Let the students pray at school
Muslim students
at Valley Park
Middle School
can attend a
Friday afternoon
prayer in the
school so they
don't have to
miss class.
To hear some of the critics tell it, you’d think
Toronto’s public school system had cast aside
secularism and was forcing students to attend
Muslim prayers.
A group called Canadian Hindu Advocacy has
launched a campaign “to repeal brazen attempts
to Islamize the Toronto District School Board.”
But, as is often the case, the critics are
overstating the matter.
At the centre of the controversy is Valley Park
Middle School near Don Mills Rd. It allows the
local Muslim community to offer a Friday
afternoon prayer in the school cafeteria for
part of the year. They do this so that 400
students don’t miss as many classes as they
would if they left the school to attend prayers
at the closest mosque.
The school does not run the prayer service; the
community organizes it and brings in an imam.
Students do not have to attend; indeed, they
need a permission letter from their parents to
do so.
This is a creative solution to a particular
problem at Valley Park where teachers were
concerned about the amount of class time
students lost on Friday afternoons. Many young
people, being what they are, delayed their
return to school after prayers and some never
made it back at all.
Schools, like workplaces, are required by the
Ontario Human Rights Code to accommodate
religious beliefs. In most cases, that means
setting aside a quiet space to pray or allowing
absences on religious days. But the large number
of students affected at Valley Park prompted
officials to come up with a solution that would
minimize the amount of school time lost.
The school isn’t putting an official stamp of
approval on this or any other religious
practice. Indeed, the fact that girls are
relegated to the back of the room during prayers
clashes with what students learn in their
classes about the importance of gender equality.

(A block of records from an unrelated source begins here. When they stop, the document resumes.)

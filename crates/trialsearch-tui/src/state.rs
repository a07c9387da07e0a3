//! Application state composition.
//!
//! The top-level state hierarchy for the TUI:
//!
//! ```text
//! AppState
//! ├── input: InputState          (editable query text, cursor)
//! ├── session: SearchSession     (phase, interpretation, trials, active request)
//! ├── results: ResultsViewState  (scroll offset)
//! ├── request_seq: RequestSeq    (monotonic request id generator)
//! └── spinner_frame              (loading animation counter)
//! ```
//!
//! All mutation goes through the reducer in `update.rs`; the renderer only
//! reads.

use trialsearch_core::config::Config;
use trialsearch_core::types::{Interpretation, SearchResponse, TrialRecord};

use crate::common::{RequestId, RequestSeq};
use crate::input::InputState;
use crate::results::ResultsViewState;

/// Combined application state for the TUI.
pub struct AppState {
    /// Flag indicating the app should quit.
    pub should_quit: bool,
    /// User input state (query text, cursor).
    pub input: InputState,
    /// Search session state (owned exclusively by the reducer).
    pub session: SearchSession,
    /// Results list view state (scroll).
    pub results: ResultsViewState,
    /// Request id sequence for submits.
    pub request_seq: RequestSeq,
    /// Spinner animation frame counter (advanced on tick while loading).
    pub spinner_frame: usize,
    /// Backend configuration (read-only after startup).
    pub config: Config,
}

impl AppState {
    pub fn new(config: Config) -> Self {
        Self {
            should_quit: false,
            input: InputState::default(),
            session: SearchSession::default(),
            results: ResultsViewState::default(),
            request_seq: RequestSeq::default(),
            spinner_frame: 0,
            config,
        }
    }
}

/// Lifecycle of the search session.
#[derive(Debug, Clone, Copy, PartialEq, Eq, Default)]
pub enum SearchPhase {
    /// No search issued yet.
    #[default]
    Idle,
    /// A request is in flight.
    Loading,
    /// The latest request resolved successfully.
    Resolved,
    /// The latest request failed; prior results are still displayed.
    Failed,
}

/// Mutable session state for one page session.
///
/// `interpretation` and `trials` are only ever replaced together, by
/// `resolve`. A failed request leaves both untouched. `active` holds the id
/// of the most recently issued request; completions for any other id are
/// stale and must not mutate this state.
#[derive(Debug, Default)]
pub struct SearchSession {
    pub phase: SearchPhase,
    /// Last successful response's interpretation. `None` until a response
    /// arrives; an empty trial list with `Some` interpretation is a distinct,
    /// valid state.
    pub interpretation: Option<Interpretation>,
    /// Last successful response's result list.
    pub trials: Vec<TrialRecord>,
    active: Option<RequestId>,
}

impl SearchSession {
    /// True strictly between a submit and its resolution.
    pub fn is_loading(&self) -> bool {
        self.phase == SearchPhase::Loading
    }

    /// True once any response has been stored.
    pub fn has_searched(&self) -> bool {
        self.interpretation.is_some()
    }

    /// Enters `Loading` for a freshly issued request, superseding any
    /// in-flight one.
    pub fn begin(&mut self, id: RequestId) {
        self.active = Some(id);
        self.phase = SearchPhase::Loading;
    }

    /// Returns true if `id` belongs to the most recently issued request and
    /// clears it. A false return means the completion is stale.
    pub fn accept_if_latest(&mut self, id: RequestId) -> bool {
        let ok = self.active == Some(id);
        if ok {
            self.active = None;
        }
        ok
    }

    /// Stores a successful response, replacing interpretation and trials
    /// atomically.
    pub fn resolve(&mut self, response: SearchResponse) {
        self.interpretation = Some(response.interpretation);
        self.trials = response.trials;
        self.phase = SearchPhase::Resolved;
    }

    /// Marks the session failed. Prior results are deliberately kept.
    pub fn fail(&mut self) {
        self.phase = SearchPhase::Failed;
    }
}

#[cfg(test)]
mod tests {
    use super::*;

    #[test]
    fn test_empty_results_are_distinct_from_no_search() {
        let mut session = SearchSession::default();
        assert!(!session.has_searched());

        session.resolve(SearchResponse {
            trials: Vec::new(),
            interpretation: Interpretation::new(),
        });
        assert!(session.has_searched());
        assert!(session.trials.is_empty());
    }

    #[test]
    fn test_accept_if_latest_rejects_superseded_ids() {
        let mut session = SearchSession::default();
        let mut seq = RequestSeq::default();

        let first = seq.next_id();
        session.begin(first);
        let second = seq.next_id();
        session.begin(second);

        assert!(!session.accept_if_latest(first));
        assert!(session.is_loading());
        assert!(session.accept_if_latest(second));
    }
}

But that’s up to the community to sort out: if
students had to troop off to the mosque for
prayers, the ceremony would be no different but
some would miss class.
The Friday prayer at Valley Park has been going
on for three years without any apparent problems
and no complaints, according to school
officials. It’s a reasonable compromise worked
out locally to address a local situation. Now
that a national advocacy group is using the
school as part of its ongoing fight against
aspects of Islam it dislikes, it seems there may
be an unnecessary confrontation over the issue.
But Valley Park should stay out of the fray, if
it can, and stick to what it has been doing:
putting the needs of its students first.